Sergei watched the emotions washing over Karl’s face. The man had a remarkably open face for a diplomat, a defect he’d possessed for as long as Sergei had known the man. Everything Karl thought revealed itself to an observer schooled in reading faces. Maybe that was just the Paeti way of things; Sergei had known a few people from the Isle over the decades, and most of them tended not only to speak their mind too openly, but also made little attempt to hide their genuine feelings or emotions. Perhaps that was what made the Isle renowned for its great poets and bards, for its songs and the fierce passion and temper of its people, but it also made them vulnerable, in Sergei’s estimation.

Theirs was not Sergei’s way.

Karl blinked at the assault of the question, which Sergei had fired at him before the servant had even closed the door. Karl stood at the door to Sergei’s office, uncertain, as the door clicked softly behind him. “Of course I do, Sergei,” he half-stammered, the words thick with the lilting Paeti accent. “I don’t know what you’re…” Then: “Oh.”

“Yes. Oh.” Sergei took a breath, rubbing at his nose. “I just had a rather unpleasant visit from Ambassador cu’Gorin-though frankly any visit from him tends to be unpleasant. Still, he seems to think you’re a dangerous man who should be residing in the Bastida rather than walking the streets. Actually, he said: ‘In Brezno, that man would be gutted and hung in a gibbet for his impertinence, let alone his embrace of heresy.’ I really don’t think he likes you.” Sergei rose and went to Karl, slapping him once on the back.

Cu’Gorin had indeed complained about Karl, but the Firenzcian Ambassador had come at Sergei’s request, and gone away with a sealed message that Sergei hoped was already in the pouch of a rider tearing down the Avi a’Firenzcia toward Brezno. But none of that was anything he was going to tell ca’Vliomani. “Come. Sit with me, old friend. I’ll have Rodger bring us some tea. I haven’t had my breakfast yet.”

A short time later, they were seated on a balcony overlooking the grounds. Groundkeepers prowled the gardens below them, pulling any weed daring to show its common head among the royalty of the flowers. The tea and biscuits sat untouched by either of them.

“Karl, you have to leave this to me.”

“I can’t.”

“You must. My people are aggressively looking for the person or persons who did this to Ana. I am riding Commandant cu’Falla on this as if he were a horse. I won’t let it drop, I won’t let it rest. I promise you that. I want justice for Ana as much as you do.
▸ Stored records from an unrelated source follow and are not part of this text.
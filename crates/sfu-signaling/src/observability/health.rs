//! Health endpoints.
//!
//! - `GET /health` - liveness, 200 while the process runs
//! - `GET /ready` - readiness, 200 once the media engine router exists and
//!   until shutdown begins
//!
//! `/metrics` is served alongside these by the server module.

use axum::{extract::State, http::StatusCode, routing::get, Router};
use std::sync::atomic::{AtomicBool, Ordering};
use std::sync::Arc;

/// Liveness and readiness flags.
#[derive(Debug)]
pub struct HealthState {
    live: AtomicBool,
    /// Router bootstrapped, sessions can be served.
    router_ready: AtomicBool,
    /// Shutdown started; no new sessions.
    draining: AtomicBool,
}

impl Default for HealthState {
    fn default() -> Self {
        Self::new()
    }
}

impl HealthState {
    /// Live, not yet ready.
    #[must_use]
    pub fn new() -> Self {
        Self {
            live: AtomicBool::new(true),
            router_ready: AtomicBool::new(false),
            draining: AtomicBool::new(false),
        }
    }

    /// Mark the media engine router as created.
    pub fn set_ready(&self) {
        self.router_ready.store(true, Ordering::SeqCst);
    }

    /// Mark the service as shutting down.
    pub fn set_draining(&self) {
        self.draining.store(true, Ordering::SeqCst);
    }

    #[must_use]
    pub fn is_live(&self) -> bool {
        self.live.load(Ordering::SeqCst)
    }

    #[must_use]
    pub fn is_draining(&self) -> bool {
        self.draining.load(Ordering::SeqCst)
    }

    #[must_use]
    pub fn is_ready(&self) -> bool {
        self.router_ready.load(Ordering::SeqCst) && !self.is_draining()
    }
}

/// Router with `/health` and `/ready`.
pub fn health_router(health_state: Arc<HealthState>) -> Router {
    Router::new()
        .route("/health", get(liveness_handler))
        .route("/ready", get(readiness_handler))
        .with_state(health_state)
}

async fn liveness_handler(State(state): State<Arc<HealthState>>) -> StatusCode {
    if state.is_live() {
        StatusCode::OK
    } else {
        StatusCode::SERVICE_UNAVAILABLE
    }
}

async fn readiness_handler(State(state): State<Arc<HealthState>>) -> StatusCode {
    if state.is_ready() {
        StatusCode::OK
    } else {
        StatusCode::SERVICE_UNAVAILABLE
    }
}

#[cfg(test)]
#[allow(clippy::unwrap_used, clippy::expect_used)]
mod tests {
    use super::*;
    use axum::body::Body;
    use axum::http::Request;
    use tower::util::ServiceExt;

    async fn get_status(app: Router, uri: &str) -> StatusCode {
        let request = Request::builder()
            .uri(uri)
            .body(Body::empty())
            .expect("Failed to build request");
        app.oneshot(request)
            .await
            .expect("Failed to execute request")
            .status()
    }

    #[test]
    fn test_health_state_lifecycle() {
        let state = HealthState::new();
        assert!(state.is_live());
        assert!(!state.is_ready(), "Not ready before router bootstrap");

        state.set_ready();
        assert!(state.is_ready());

        state.set_draining();
        assert!(!state.is_ready(), "Draining service is not ready");
        assert!(state.is_live(), "Draining service stays live");
    }

    #[tokio::test]
    async fn test_liveness_endpoint() {
        let app = health_router(Arc::new(HealthState::new()));
        assert_eq!(get_status(app, "/health").await, StatusCode::OK);
    }

    #[tokio::test]
    async fn test_readiness_endpoint_follows_state() {
        let state = Arc::new(HealthState::new());

        let app = health_router(Arc::clone(&state));
        assert_eq!(
            get_status(app, "/ready").await,
            StatusCode::SERVICE_UNAVAILABLE
        );

        state.set_ready();
        let app = health_router(Arc::clone(&state));
        assert_eq!(get_status(app, "/ready").await, StatusCode::OK);

        state.set_draining();
        let app = health_router(state);
        assert_eq!(
            get_status(app, "/ready").await,
            StatusCode::SERVICE_UNAVAILABLE
        );
    }

    #[tokio::test]
    async fn test_unknown_path_returns_404() {
        let app = health_router(Arc::new(HealthState::new()));
        assert_eq!(get_status(app, "/unknown").await, StatusCode::NOT_FOUND);
    }
}
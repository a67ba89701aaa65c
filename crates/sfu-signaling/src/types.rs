//! Identifier and enum types shared across the signaling core.

use serde::{Deserialize, Serialize};
use std::fmt;
use uuid::Uuid;

/// Unique identifier for a connected peer.
#[derive(Debug, Clone, Copy, PartialEq, Eq, Hash, Serialize, Deserialize)]
#[serde(transparent)]
pub struct PeerId(pub Uuid);

impl PeerId {
    /// Create a new random peer ID
    #[must_use]
    pub fn new() -> Self {
        Self(Uuid::new_v4())
    }
}

impl Default for PeerId {
    fn default() -> Self {
        Self::new()
    }
}

impl fmt::Display for PeerId {
    fn fmt(&self, f: &mut fmt::Formatter<'_>) -> fmt::Result {
        write!(f, "{}", self.0)
    }
}

/// Engine-issued identifiers are opaque strings.
macro_rules! engine_id {
    ($(#[$meta:meta])* $name:ident) => {
        $(#[$meta])*
        #[derive(Debug, Clone, PartialEq, Eq, Hash, Serialize, Deserialize)]
        #[serde(transparent)]
        pub struct $name(pub String);

        impl $name {
            /// Borrow the raw identifier.
            #[must_use]
            pub fn as_str(&self) -> &str {
                &self.0
            }
        }

        impl fmt::Display for $name {
            fn fmt(&self, f: &mut fmt::Formatter<'_>) -> fmt::Result {
                f.write_str(&self.0)
            }
        }

        impl From<&str> for $name {
            fn from(s: &str) -> Self {
                Self(s.to_string())
            }
        }

        impl From<String> for $name {
            fn from(s: String) -> Self {
                Self(s)
            }
        }
    };
}

engine_id!(
    /// Media engine worker identifier.
    WorkerId
);
engine_id!(
    /// Media engine router identifier.
    RouterId
);
engine_id!(
    /// WebRTC transport identifier.
    TransportId
);
engine_id!(
    /// Producer identifier.
    ProducerId
);
engine_id!(
    /// Consumer identifier.
    ConsumerId
);

/// Media kind of a producer or consumer.
#[derive(Debug, Clone, Copy, PartialEq, Eq, Hash, Serialize, Deserialize)]
#[serde(rename_all = "lowercase")]
pub enum MediaKind {
    Audio,
    Video,
}

impl MediaKind {
    #[must_use]
    pub const fn as_str(&self) -> &'static str {
        match self {
            MediaKind::Audio => "audio",
            MediaKind::Video => "video",
        }
    }
}

impl fmt::Display for MediaKind {
    fn fmt(&self, f: &mut fmt::Formatter<'_>) -> fmt::Result {
        f.write_str(self.as_str())
    }
}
But you have to let me do it. Not you. You need to stay out of the investigation.”

Karl looked at Sergei then, and Sergei saw despair pulling at the pouches below the man’s eyes, dragging down the corners of his mouth. “Sergei, I’m convinced it had to be a Firenzcian plot. With Hirzg Jan dead and Fynn on the throne, it just makes sense that he, and maybe Archigos Semini of Brezno-” Karl licked at his lips. “They all have a reason to hate Ana.”

Sergei stopped Karl with a lifted hand. “Reasons, yes, but you’ve no proof. Neither do I. Not yet.”
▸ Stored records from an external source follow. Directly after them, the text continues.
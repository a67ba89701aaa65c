//! Metrics definitions for the signaling coordinator.
//!
//! Prometheus naming: `sfu_` prefix, `_total` for counters, `_seconds` for
//! duration histograms.

use metrics::{counter, gauge, histogram};
use metrics_exporter_prometheus::{Matcher, PrometheusBuilder, PrometheusHandle};
use std::time::Duration;

/// Install the Prometheus recorder and return the handle used to render
/// `/metrics`.
///
/// # Errors
///
/// Returns error if the recorder fails to install (e.g., already installed).
pub fn init_metrics_recorder() -> Result<PrometheusHandle, String> {
    PrometheusBuilder::new()
        // Engine calls are local control-plane requests
        .set_buckets_for_metric(
            Matcher::Prefix("sfu_engine_call".to_string()),
            &[
                0.001, 0.005, 0.010, 0.025, 0.050, 0.100, 0.250, 0.500, 1.000, 2.500,
            ],
        )
        .map_err(|e| format!("Failed to set engine call buckets: {e}"))?
        .install_recorder()
        .map_err(|e| format!("Failed to install Prometheus metrics recorder: {e}"))
}

/// Set the number of registered peer sessions.
///
/// Metric: `sfu_sessions_active`
pub fn set_sessions_active(count: usize) {
    // usize to f64 conversion is safe for realistic session counts
    #[allow(clippy::cast_precision_loss)]
    gauge!("sfu_sessions_active").set(count as f64);
}

/// Record a handled client action.
///
/// Metric: `sfu_actions_total`
/// Labels: `action`, `status`
pub fn record_action(action: &'static str, status: &'static str) {
    counter!("sfu_actions_total", "action" => action, "status" => status).increment(1);
}

/// Record media engine call latency.
///
/// Metric: `sfu_engine_call_duration_seconds`
/// Labels: `operation`, `status`
pub fn record_engine_call(operation: &'static str, status: &'static str, duration: Duration) {
    histogram!(
        "sfu_engine_call_duration_seconds",
        "operation" => operation,
        "status" => status
    )
    .record(duration.as_secs_f64());
}

/// Record a resource that failed to close during teardown.
///
/// Metric: `sfu_teardown_errors_total`
/// Labels: `resource` (transport, producer, consumer)
pub fn record_teardown_error(resource: &'static str) {
    counter!("sfu_teardown_errors_total", "resource" => resource).increment(1);
}

/// Record an applied engine event.
///
/// Metric: `sfu_engine_events_total`
/// Labels: `event`
pub fn record_engine_event(event: &'static str) {
    counter!("sfu_engine_events_total", "event" => event).increment(1);
}

#[cfg(test)]
mod tests {
    use super::*;

    // No recorder is installed in unit tests; these must be no-ops.
    #[test]
    fn test_recording_without_recorder_does_not_panic() {
        set_sessions_active(3);
        record_action("produce", "success");
        record_engine_call("consume", "error", Duration::from_millis(12));
        record_teardown_error("consumer");
        record_engine_event("producer_closed");
    }
}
“Who else would want Ana dead? Tell me. Is there someone in the Holdings, maybe a jealous a’teni who wanted to be Archigos? Or someone from one of the provinces? Do you suspect someone else?”

“No,” Sergei admitted. “Firenzcia is who I suspect myself. But we need to know before we act, Karl.” The lie, as it always did, came easily to his mouth. Sergei was used to lies. One would not be heard in his voice, or seen in the twitch of a muscle.
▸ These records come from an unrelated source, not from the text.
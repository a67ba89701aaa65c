//! In-memory media engine for tests.
//!
//! Tracks every handle it hands out, records calls in order, and supports
//! one-shot failure injection and holding a call open until released (for
//! close-while-in-flight tests).

use super::{
    ConsumerInfo, EngineError, EngineEvent, MediaEngine, ProducerInfo, RouterInfo,
    RtpCodecCapability, TransportParams, WebRtcTransportOptions,
};
use crate::types::{ConsumerId, MediaKind, ProducerId, RouterId, TransportId, WorkerId};

use async_trait::async_trait;
use serde_json::{json, Value};
use std::collections::{HashMap, HashSet};
use std::sync::{Arc, Mutex, MutexGuard, PoisonError};
use tokio::sync::Notify;
use uuid::Uuid;

#[derive(Debug, Clone)]
struct MockTransport {
    connected: bool,
    closed: bool,
}

#[derive(Debug, Clone)]
struct MockProducer {
    kind: MediaKind,
    closed: bool,
}

#[derive(Debug, Clone)]
struct MockConsumer {
    producer_id: ProducerId,
    paused: bool,
    closed: bool,
}

#[derive(Default)]
struct MockState {
    calls: Vec<String>,
    fail_next: HashSet<String>,
    fail_always: HashSet<String>,
    holds: HashMap<String, MockHold>,
    transports: HashMap<TransportId, MockTransport>,
    producers: HashMap<ProducerId, MockProducer>,
    consumers: HashMap<ConsumerId, MockConsumer>,
}

/// Handle to a held engine operation.
///
/// The next call of the held operation signals `entered` and then waits
/// until `release` is called.
#[derive(Clone, Default)]
pub struct MockHold {
    entered: Arc<Notify>,
    release: Arc<Notify>,
}

impl MockHold {
    /// Wait until the held call has started.
    pub async fn entered(&self) {
        self.entered.notified().await;
    }

    /// Let the held call complete.
    pub fn release(&self) {
        self.release.notify_one();
    }
}

/// Mock media engine.
#[derive(Default)]
pub struct MockMediaEngine {
    state: Mutex<MockState>,
}

impl MockMediaEngine {
    #[must_use]
    pub fn new() -> Self {
        Self::default()
    }

    fn state(&self) -> MutexGuard<'_, MockState> {
        self.state.lock().unwrap_or_else(PoisonError::into_inner)
    }

    /// Fail the next call of `operation` only.
    pub fn fail_next(&self, operation: &str) {
        self.state().fail_next.insert(operation.to_string());
    }

    /// Fail every call of `operation`.
    pub fn fail_always(&self, operation: &str) {
        self.state().fail_always.insert(operation.to_string());
    }

    /// Hold the next call of `operation` until released.
    pub fn hold(&self, operation: &str) -> MockHold {
        let hold = MockHold::default();
        self.state()
            .holds
            .insert(operation.to_string(), hold.clone());
        hold
    }

    /// All operations invoked so far, in order.
    pub fn calls(&self) -> Vec<String> {
        self.state().calls.clone()
    }

    /// Number of times `operation` was invoked.
    pub fn call_count(&self, operation: &str) -> usize {
        self.state()
            .calls
            .iter()
            .filter(|c| c.as_str() == operation)
            .count()
    }

    /// `Some(paused)` for a known consumer.
    pub fn consumer_paused(&self, consumer_id: &ConsumerId) -> Option<bool> {
        self.state().consumers.get(consumer_id).map(|c| c.paused)
    }

    pub fn transport_connected(&self, transport_id: &TransportId) -> Option<bool> {
        self.state().transports.get(transport_id).map(|t| t.connected)
    }

    pub fn transport_closed(&self, transport_id: &TransportId) -> bool {
        self.state()
            .transports
            .get(transport_id)
            .is_some_and(|t| t.closed)
    }

    pub fn producer_closed(&self, producer_id: &ProducerId) -> bool {
        self.state()
            .producers
            .get(producer_id)
            .is_some_and(|p| p.closed)
    }

    pub fn consumer_closed(&self, consumer_id: &ConsumerId) -> bool {
        self.state()
            .consumers
            .get(consumer_id)
            .is_some_and(|c| c.closed)
    }

    /// Handles that were created and are not yet closed.
    pub fn open_handle_count(&self) -> usize {
        let state = self.state();
        state.transports.values().filter(|t| !t.closed).count()
            + state.producers.values().filter(|p| !p.closed).count()
            + state.consumers.values().filter(|c| !c.closed).count()
    }

    /// Close a producer from the engine side, returning the event the
    /// engine would emit.
    pub fn close_producer_externally(&self, producer_id: &ProducerId) -> EngineEvent {
        let mut state = self.state();
        if let Some(producer) = state.producers.get_mut(producer_id) {
            producer.closed = true;
        }
        for consumer in state.consumers.values_mut() {
            if &consumer.producer_id == producer_id {
                consumer.closed = true;
            }
        }
        EngineEvent::ProducerClosed {
            producer_id: producer_id.clone(),
        }
    }

    /// Record the call and apply any injected failure or hold.
    async fn enter(&self, operation: &str) -> Result<(), EngineError> {
        let hold = {
            let mut state = self.state();
            state.calls.push(operation.to_string());

            let fail = state.fail_next.remove(operation) || state.fail_always.contains(operation);
            if fail {
                return Err(EngineError::Rejected(format!(
                    "injected failure for {operation}"
                )));
            }
            state.holds.remove(operation)
        };

        if let Some(hold) = hold {
            hold.entered.notify_one();
            hold.release.notified().await;
        }
        Ok(())
    }
}

fn new_id(prefix: &str) -> String {
    format!("{prefix}-{}", Uuid::new_v4())
}

#[async_trait]
impl MediaEngine for MockMediaEngine {
    async fn create_worker(&self) -> Result<WorkerId, EngineError> {
        self.enter("create_worker").await?;
        Ok(WorkerId(new_id("worker")))
    }

    async fn create_router(
        &self,
        _worker_id: &WorkerId,
        media_codecs: &[RtpCodecCapability],
    ) -> Result<RouterInfo, EngineError> {
        self.enter("create_router").await?;

        let codecs: Vec<Value> = media_codecs
            .iter()
            .zip(100u8..)
            .map(|(codec, payload_type)| {
                let mut entry = json!({
                    "kind": codec.kind,
                    "mimeType": codec.mime_type,
                    "clockRate": codec.clock_rate,
                    "preferredPayloadType": payload_type,
                });
                if let (Some(channels), Some(obj)) = (codec.channels, entry.as_object_mut()) {
                    obj.insert("channels".to_string(), json!(channels));
                }
                entry
            })
            .collect();

        Ok(RouterInfo {
            id: RouterId(new_id("router")),
            rtp_capabilities: json!({ "codecs": codecs, "headerExtensions": [] }),
        })
    }

    async fn create_webrtc_transport(
        &self,
        _router_id: &RouterId,
        options: &WebRtcTransportOptions,
    ) -> Result<TransportParams, EngineError> {
        self.enter("create_transport").await?;

        let id = TransportId(new_id("transport"));
        let candidates: Vec<Value> = options
            .listen_ips
            .iter()
            .map(|listen| {
                let address = listen
                    .announced_ip
                    .clone()
                    .unwrap_or_else(|| listen.ip.to_string());
                json!({
                    "foundation": "udpcandidate",
                    "ip": address,
                    "port": 40000,
                    "priority": 1_076_302_079u32,
                    "protocol": "udp",
                    "type": "host",
                })
            })
            .collect();

        self.state().transports.insert(
            id.clone(),
            MockTransport {
                connected: false,
                closed: false,
            },
        );

        Ok(TransportParams {
            id,
            ice_parameters: json!({
                "usernameFragment": new_id("ufrag"),
                "password": new_id("pwd"),
                "iceLite": true,
            }),
            ice_candidates: Value::Array(candidates),
            dtls_parameters: json!({
                "role": "auto",
                "fingerprints": [{"algorithm": "sha-256", "value": "00:11:22"}],
            }),
        })
    }

    async fn connect_transport(
        &self,
        transport_id: &TransportId,
        _dtls_parameters: &Value,
    ) -> Result<(), EngineError> {
        self.enter("connect_transport").await?;

        let mut state = self.state();
        match state.transports.get_mut(transport_id) {
            Some(transport) if !transport.closed => {
                transport.connected = true;
                Ok(())
            }
            _ => Err(EngineError::Rejected(format!(
                "transport {transport_id} not open"
            ))),
        }
    }

    async fn produce(
        &self,
        transport_id: &TransportId,
        kind: MediaKind,
        _rtp_parameters: &Value,
    ) -> Result<ProducerInfo, EngineError> {
        self.enter("produce").await?;

        let mut state = self.state();
        if !state
            .transports
            .get(transport_id)
            .is_some_and(|t| !t.closed)
        {
            return Err(EngineError::Rejected(format!(
                "transport {transport_id} not open"
            )));
        }

        let id = ProducerId(new_id("producer"));
        state
            .producers
            .insert(id.clone(), MockProducer { kind, closed: false });
        Ok(ProducerInfo { id, kind })
    }

    async fn consume(
        &self,
        transport_id: &TransportId,
        producer_id: &ProducerId,
        _rtp_capabilities: &Value,
        paused: bool,
    ) -> Result<ConsumerInfo, EngineError> {
        self.enter("consume").await?;

        let mut state = self.state();
        if !state
            .transports
            .get(transport_id)
            .is_some_and(|t| !t.closed)
        {
            return Err(EngineError::Rejected(format!(
                "transport {transport_id} not open"
            )));
        }
        let kind = match state.producers.get(producer_id) {
            Some(producer) if !producer.closed => producer.kind,
            _ => {
                return Err(EngineError::Rejected(format!(
                    "producer {producer_id} not open"
                )))
            }
        };

        let id = ConsumerId(new_id("consumer"));
        state.consumers.insert(
            id.clone(),
            MockConsumer {
                producer_id: producer_id.clone(),
                paused,
                closed: false,
            },
        );

        Ok(ConsumerInfo {
            id,
            producer_id: producer_id.clone(),
            kind,
            rtp_parameters: json!({
                "mid": "0",
                "codecs": [],
                "encodings": [{"ssrc": 11_111_111u32}],
            }),
        })
    }

    async fn resume_consumer(&self, consumer_id: &ConsumerId) -> Result<(), EngineError> {
        self.enter("resume_consumer").await?;

        let mut state = self.state();
        match state.consumers.get_mut(consumer_id) {
            Some(consumer) if !consumer.closed => {
                consumer.paused = false;
                Ok(())
            }
            _ => Err(EngineError::Rejected(format!(
                "consumer {consumer_id} not open"
            ))),
        }
    }

    async fn close_transport(&self, transport_id: &TransportId) -> Result<(), EngineError> {
        self.enter("close_transport").await?;
        if let Some(transport) = self.state().transports.get_mut(transport_id) {
            transport.closed = true;
        }
        Ok(())
    }

    async fn close_producer(&self, producer_id: &ProducerId) -> Result<(), EngineError> {
        self.enter("close_producer").await?;
        if let Some(producer) = self.state().producers.get_mut(producer_id) {
            producer.closed = true;
        }
        Ok(())
    }

    async fn close_consumer(&self, consumer_id: &ConsumerId) -> Result<(), EngineError> {
        self.enter("close_consumer").await?;
        if let Some(consumer) = self.state().consumers.get_mut(consumer_id) {
            consumer.closed = true;
        }
        Ok(())
    }
}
Sometimes he thought that he was composed entirely of lies and deceptions, that if you took those away from him, he’d be nothing but a ghost.

“Know?” Karl repeated. “The way you knew when you threw me into the Bastida years ago? The way you knew that I and the Numetodo must have had something to do with Kraljica Marguerite’s death?”

Sergei rubbed at the silver nose as he scowled at the memory. “I was following Kraljiki Justi’s orders at the time. You know that. And you’ll note that you’re still alive when Justi would have preferred you dead. Give me credit for that. Karl, the stakes here are far too high for guesses, or for hotheads barging into the Ambassador of the Coalition’s office and threatening him. If your guess is right, and Hirzg Fynn was responsible for this act, the only thing you’ve accomplished is to give him warning of our suspicions. You and Varina actually used Numetodo spells?” He tsked aloud, shaking his head. “I’m surprised you didn’t kill him outright.”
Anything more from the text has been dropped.